EXERCISE:
For each line below that contains the string "lines", copy that line.

DATA LISTING:
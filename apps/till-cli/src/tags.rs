//! Reading scanned tags from a file.
//!
//! Two layouts are accepted:
//!
//! ```text
//! ["ITEM000001", "ITEM000001", "ITEM000003-2.5"]      JSON array
//!
//! ITEM000001                                          one tag per line,
//! ITEM000001                                          blank lines skipped
//! ITEM000003-2.5
//! ```

use std::fs;
use std::path::Path;

use tracing::debug;

use crate::error::{CliError, CliResult};

/// Reads and splits a tags file.
pub fn read_tags_file(path: &Path) -> CliResult<Vec<String>> {
    let content = fs::read_to_string(path).map_err(|source| CliError::TagsFile {
        path: path.to_path_buf(),
        source,
    })?;

    let tags = parse_tags(&content).map_err(|source| CliError::TagsFormat {
        path: path.to_path_buf(),
        source,
    })?;

    debug!(path = %path.display(), count = tags.len(), "Read tags file");
    Ok(tags)
}

/// Splits file content into tags. Content starting with `[` must be JSON.
pub fn parse_tags(content: &str) -> Result<Vec<String>, serde_json::Error> {
    let trimmed = content.trim_start_matches('\u{feff}').trim();

    if trimmed.starts_with('[') {
        return serde_json::from_str(trimmed);
    }

    Ok(trimmed
        .lines()
        .map(str::trim)
        .filter(|line| !line.is_empty())
        .map(String::from)
        .collect())
}

#[cfg(test)]
mod tests {
    use super::*;

    #[test]
    fn test_json_array() {
        let tags = parse_tags(r#"["ITEM000001", "ITEM000003-2.5"]"#).unwrap();
        assert_eq!(tags, vec!["ITEM000001", "ITEM000003-2.5"]);
    }

    #[test]
    fn test_line_per_tag() {
        let tags = parse_tags("ITEM000001\r\n\n  ITEM000005-2  \nITEM000001\n").unwrap();
        assert_eq!(tags, vec!["ITEM000001", "ITEM000005-2", "ITEM000001"]);
    }

    #[test]
    fn test_empty_file() {
        assert!(parse_tags("").unwrap().is_empty());
        assert!(parse_tags("[]").unwrap().is_empty());
    }

    #[test]
    fn test_json_array_of_numbers_is_rejected() {
        assert!(parse_tags("[1, 2]").is_err());
    }

    #[test]
    fn test_missing_file() {
        let dir = tempfile::tempdir().unwrap();
        let err = read_tags_file(&dir.path().join("tags.txt")).unwrap_err();
        assert!(matches!(err, CliError::TagsFile { .. }));
    }
}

RESPONSE AREA:
//! ITEM000001                                          blank lines skipped
        .lines()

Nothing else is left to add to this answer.